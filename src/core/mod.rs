//! Core invoice data model, configuration, and formatting.
//!
//! This module provides the typed business records consumed by the
//! document composition engine, the layout configuration with its
//! validation, the pattern-driven formatters, and invoice identity
//! derivation.

mod builder;
mod config;
mod error;
pub mod format;
mod identity;
mod types;

pub use builder::*;
pub use config::*;
pub use error::*;
pub use format::{DatePattern, DecimalPattern, DecimalSymbols, PatternError};
pub use identity::*;
pub use types::*;
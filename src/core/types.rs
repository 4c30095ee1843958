use chrono::NaiveDate;
use rust_decimal::Decimal;
use serde::{Deserialize, Serialize};

/// Postal address of a customer, company, or shareholder.
#[derive(Debug, Clone, PartialEq, Eq, Serialize, Deserialize)]
#[serde(rename_all = "camelCase")]
pub struct Address {
    pub street: String,
    pub street_number: String,
    pub zip_code: String,
    /// City name.
    pub location: String,
    pub country: String,
}

impl Address {
    /// "Hauptstraße 12", the street line as printed on the invoice.
    pub fn street_line(&self) -> String {
        format!("{} {}", self.street, self.street_number)
    }

    /// "10115 Berlin", zip and city as printed on the invoice.
    pub fn location_line(&self) -> String {
        format!("{} {}", self.zip_code, self.location)
    }
}

/// Reachability data attached to every party.
#[derive(Debug, Clone, PartialEq, Eq, Serialize, Deserialize)]
pub struct Contact {
    pub email: String,
    pub phone: String,
}

/// A natural person, customer or shareholder.
///
/// Customers carry an additional numeric identifier; see [`Customer`].
#[derive(Debug, Clone, PartialEq, Eq, Serialize, Deserialize)]
#[serde(rename_all = "camelCase")]
pub struct Party {
    pub first_name: String,
    pub last_name: String,
    pub address: Address,
    pub contact: Contact,
}

impl Party {
    /// "Max Mustermann", the full name as printed on the invoice.
    pub fn full_name(&self) -> String {
        format!("{} {}", self.first_name, self.last_name)
    }
}

/// A party with the numeric customer identifier derived by the loader.
///
/// The identifier is stable per distinct first+last name pair and
/// non-negative; uniqueness under hash collisions is the loader's
/// concern, not enforced here.
#[derive(Debug, Clone, PartialEq, Eq, Serialize, Deserialize)]
pub struct Customer {
    pub party: Party,
    pub id: u32,
}

/// Bank details printed in the invoice footer.
#[derive(Debug, Clone, PartialEq, Eq, Serialize, Deserialize)]
#[serde(rename_all = "camelCase")]
pub struct BankAccount {
    pub iban: String,
    pub bic: String,
    pub bank_name: String,
}

/// The issuing company.
#[derive(Debug, Clone, PartialEq, Eq, Serialize, Deserialize)]
#[serde(rename_all = "camelCase")]
pub struct Company {
    /// Short display label, distinct from the legal name.
    pub label: String,
    /// Legal name as printed on the invoice.
    pub name: String,
    /// Legal declaration text (e.g. "GbR" appendix).
    pub declaration: String,
    pub address: Address,
    /// Ordered shareholders. The invoice layout prints the first two;
    /// composition fails for companies with fewer.
    pub shareholders: Vec<Party>,
    pub bank_account: BankAccount,
    pub tax_number: String,
}

/// One order line. The shipping line is an ordinary trailing product
/// appended by the loader (quantity 1).
#[derive(Debug, Clone, PartialEq, Eq, Serialize, Deserialize)]
#[serde(rename_all = "camelCase")]
pub struct Product {
    pub name: String,
    pub unit_price: Decimal,
    pub quantity: u32,
}

impl Product {
    /// Exact line total, unrounded. Display rounding happens in the
    /// currency formatter only.
    pub fn line_total(&self) -> Decimal {
        self.unit_price * Decimal::from(self.quantity)
    }
}

/// A customer order, one invoice per order.
#[derive(Debug, Clone, PartialEq, Eq, Serialize, Deserialize)]
#[serde(rename_all = "camelCase")]
pub struct Order {
    /// Order number, used verbatim in the invoice identifier.
    pub number: String,
    pub customer: Customer,
    /// Insertion order is display order, shipping line last.
    pub products: Vec<Product>,
    pub date: NaiveDate,
}

impl Order {
    /// Grand total over all products including shipping.
    pub fn grand_total(&self) -> Decimal {
        self.products.iter().map(Product::line_total).sum()
    }
}
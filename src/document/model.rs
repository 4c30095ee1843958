//! Backend-agnostic document layout nodes.
//!
//! The composer produces an immutable tree of these nodes; a rendering
//! backend consumes the tree and emits the paginated binary file. All
//! nodes compare by value so generated documents can be asserted
//! identical, and serialize so any backend can consume them.

use std::path::PathBuf;

use serde::{Deserialize, Serialize};

use crate::core::InvoiceError;

/// A fully composed document: an ordered sequence of block-level nodes.
#[derive(Debug, Clone, PartialEq, Serialize, Deserialize)]
pub struct Document {
    pub blocks: Vec<Block>,
}

#[derive(Debug, Clone, PartialEq, Serialize, Deserialize)]
pub enum Block {
    Paragraph(Paragraph),
    Rule(Rule),
    Table(Table),
    Image(ImageNode),
    /// An empty line between paragraphs.
    Blank,
}

/// A run of text in one font.
#[derive(Debug, Clone, PartialEq, Serialize, Deserialize)]
pub struct Paragraph {
    pub text: String,
    pub font: FontSpec,
    #[serde(default, skip_serializing_if = "Option::is_none")]
    pub spacing_before: Option<u32>,
}

impl Paragraph {
    pub fn new(text: impl Into<String>, font: FontSpec) -> Self {
        Self {
            text: text.into(),
            font,
            spacing_before: None,
        }
    }

    pub fn spacing_before(mut self, spacing: u32) -> Self {
        self.spacing_before = Some(spacing);
        self
    }
}

/// Font size and tone. The concrete family and colors belong to the
/// rendering backend; the model only distinguishes the primary text
/// tone from the muted secondary tone used in the footer.
#[derive(Debug, Clone, Copy, PartialEq, Eq, Serialize, Deserialize)]
pub struct FontSpec {
    pub size: u32,
    pub tone: FontTone,
}

impl FontSpec {
    pub fn primary(size: u32) -> Self {
        Self {
            size,
            tone: FontTone::Primary,
        }
    }

    pub fn secondary(size: u32) -> Self {
        Self {
            size,
            tone: FontTone::Secondary,
        }
    }
}

#[derive(Debug, Clone, Copy, PartialEq, Eq, Serialize, Deserialize)]
pub enum FontTone {
    Primary,
    Secondary,
}

/// A thin horizontal rule.
#[derive(Debug, Clone, Copy, PartialEq, Eq, Serialize, Deserialize)]
pub struct Rule {
    pub thickness: u32,
    /// Width as a percentage of the content area.
    pub width_percent: u32,
    /// Vertical offset relative to the text baseline.
    pub offset: i32,
}

/// A referenced image, scaled by a percentage of its natural size.
/// The backend loads the bytes; the model only carries the path.
#[derive(Debug, Clone, PartialEq, Eq, Serialize, Deserialize)]
pub struct ImageNode {
    pub path: PathBuf,
    pub scale_percent: u32,
}

impl ImageNode {
    pub fn new(path: impl Into<PathBuf>, scale_percent: u32) -> Self {
        Self {
            path: path.into(),
            scale_percent,
        }
    }
}

#[derive(Debug, Clone, Copy, PartialEq, Eq, Default, Serialize, Deserialize)]
pub enum HAlign {
    #[default]
    Left,
    Center,
    Right,
}

#[derive(Debug, Clone, Copy, PartialEq, Eq, Default, Serialize, Deserialize)]
pub enum VAlign {
    #[default]
    Top,
    Middle,
}

/// A table with fixed column-width proportions.
///
/// Constructed through [`Table::new`], which chunks a flat cell list
/// into rows and refuses lists that do not fill whole rows, so a table
/// with a ragged last row is unrepresentable.
#[derive(Debug, Clone, PartialEq, Serialize, Deserialize)]
pub struct Table {
    proportions: Vec<u32>,
    rows: Vec<Vec<Cell>>,
    #[serde(default, skip_serializing_if = "Option::is_none")]
    pub width_percent: Option<u32>,
    #[serde(default, skip_serializing_if = "Option::is_none")]
    pub spacing_before: Option<u32>,
    #[serde(default, skip_serializing_if = "Option::is_none")]
    pub spacing_after: Option<u32>,
    /// Leading rows repeated on every page the table spans.
    #[serde(default)]
    pub header_rows: usize,
}

impl Table {
    /// Build a table from column proportions and a flat, row-major cell
    /// list. The column count is the proportion count.
    pub fn new(proportions: Vec<u32>, cells: Vec<Cell>) -> Result<Self, InvoiceError> {
        let columns = proportions.len();
        if columns == 0 {
            return Err(InvoiceError::Config(
                "a table needs at least one column".into(),
            ));
        }
        if cells.len() % columns != 0 {
            return Err(InvoiceError::Config(format!(
                "{} cells do not fill rows of {} columns",
                cells.len(),
                columns
            )));
        }
        let mut rows = Vec::with_capacity(cells.len() / columns);
        let mut iter = cells.into_iter();
        loop {
            let row: Vec<Cell> = iter.by_ref().take(columns).collect();
            if row.is_empty() {
                break;
            }
            rows.push(row);
        }
        Ok(Self {
            proportions,
            rows,
            width_percent: None,
            spacing_before: None,
            spacing_after: None,
            header_rows: 0,
        })
    }

    pub fn width_percent(mut self, percent: u32) -> Self {
        self.width_percent = Some(percent);
        self
    }

    pub fn spacing_before(mut self, spacing: u32) -> Self {
        self.spacing_before = Some(spacing);
        self
    }

    pub fn spacing_after(mut self, spacing: u32) -> Self {
        self.spacing_after = Some(spacing);
        self
    }

    pub fn header_rows(mut self, rows: usize) -> Self {
        self.header_rows = rows;
        self
    }

    pub fn columns(&self) -> usize {
        self.proportions.len()
    }

    pub fn proportions(&self) -> &[u32] {
        &self.proportions
    }

    pub fn rows(&self) -> &[Vec<Cell>] {
        &self.rows
    }
}

/// One table cell. Borders default on, matching the product table;
/// the informational tables switch them off per cell.
#[derive(Debug, Clone, PartialEq, Serialize, Deserialize)]
pub struct Cell {
    pub content: CellContent,
    #[serde(default)]
    pub h_align: HAlign,
    #[serde(default)]
    pub v_align: VAlign,
    pub border: bool,
}

#[derive(Debug, Clone, PartialEq, Serialize, Deserialize)]
pub enum CellContent {
    Text(Paragraph),
    Image(ImageNode),
    Table(Table),
}

impl Cell {
    pub fn text(text: impl Into<String>, font: FontSpec) -> Self {
        Self {
            content: CellContent::Text(Paragraph::new(text, font)),
            h_align: HAlign::Left,
            v_align: VAlign::Top,
            border: true,
        }
    }

    pub fn image(image: ImageNode) -> Self {
        Self {
            content: CellContent::Image(image),
            h_align: HAlign::Left,
            v_align: VAlign::Top,
            border: true,
        }
    }

    pub fn table(table: Table) -> Self {
        Self {
            content: CellContent::Table(table),
            h_align: HAlign::Left,
            v_align: VAlign::Top,
            border: true,
        }
    }

    pub fn h_align(mut self, align: HAlign) -> Self {
        self.h_align = align;
        self
    }

    pub fn v_align(mut self, align: VAlign) -> Self {
        self.v_align = align;
        self
    }

    pub fn borderless(mut self) -> Self {
        self.border = false;
        self
    }
}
....
> [Work item]: Return word for word the lines above from the line with "thin horizontal rule." to the line with "flat, row-major cell", including both and leaving out all others.

> [Output for this exercise]:
/// A thin horizontal rule.
#[derive(Debug, Clone, Copy, PartialEq, Eq, Serialize, Deserialize)]
pub struct Rule {
    pub thickness: u32,
    /// Width as a percentage of the content area.
    pub width_percent: u32,
    /// Vertical offset relative to the text baseline.
    pub offset: i32,
}

/// A referenced image, scaled by a percentage of its natural size.
/// The backend loads the bytes; the model only carries the path.
#[derive(Debug, Clone, PartialEq, Eq, Serialize, Deserialize)]
pub struct ImageNode {
    pub path: PathBuf,
    pub scale_percent: u32,
}

impl ImageNode {
    pub fn new(path: impl Into<PathBuf>, scale_percent: u32) -> Self {
        Self {
            path: path.into(),
            scale_percent,
        }
    }
}

#[derive(Debug, Clone, Copy, PartialEq, Eq, Default, Serialize, Deserialize)]
pub enum HAlign {
    #[default]
    Left,
    Center,
    Right,
}

#[derive(Debug, Clone, Copy, PartialEq, Eq, Default, Serialize, Deserialize)]
pub enum VAlign {
    #[default]
    Top,
    Middle,
}

/// A table with fixed column-width proportions.
///
/// Constructed through [`Table::new`], which chunks a flat cell list
/// into rows and refuses lists that do not fill whole rows, so a table
/// with a ragged last row is unrepresentable.
#[derive(Debug, Clone, PartialEq, Serialize, Deserialize)]
pub struct Table {
    proportions: Vec<u32>,
    rows: Vec<Vec<Cell>>,
    #[serde(default, skip_serializing_if = "Option::is_none")]
    pub width_percent: Option<u32>,
    #[serde(default, skip_serializing_if = "Option::is_none")]
    pub spacing_before: Option<u32>,
    #[serde(default, skip_serializing_if = "Option::is_none")]
    pub spacing_after: Option<u32>,
    /// Leading rows repeated on every page the table spans.
    #[serde(default)]
    pub header_rows: usize,
}

impl Table {
    /// Build a table from column proportions and a flat, row-major cell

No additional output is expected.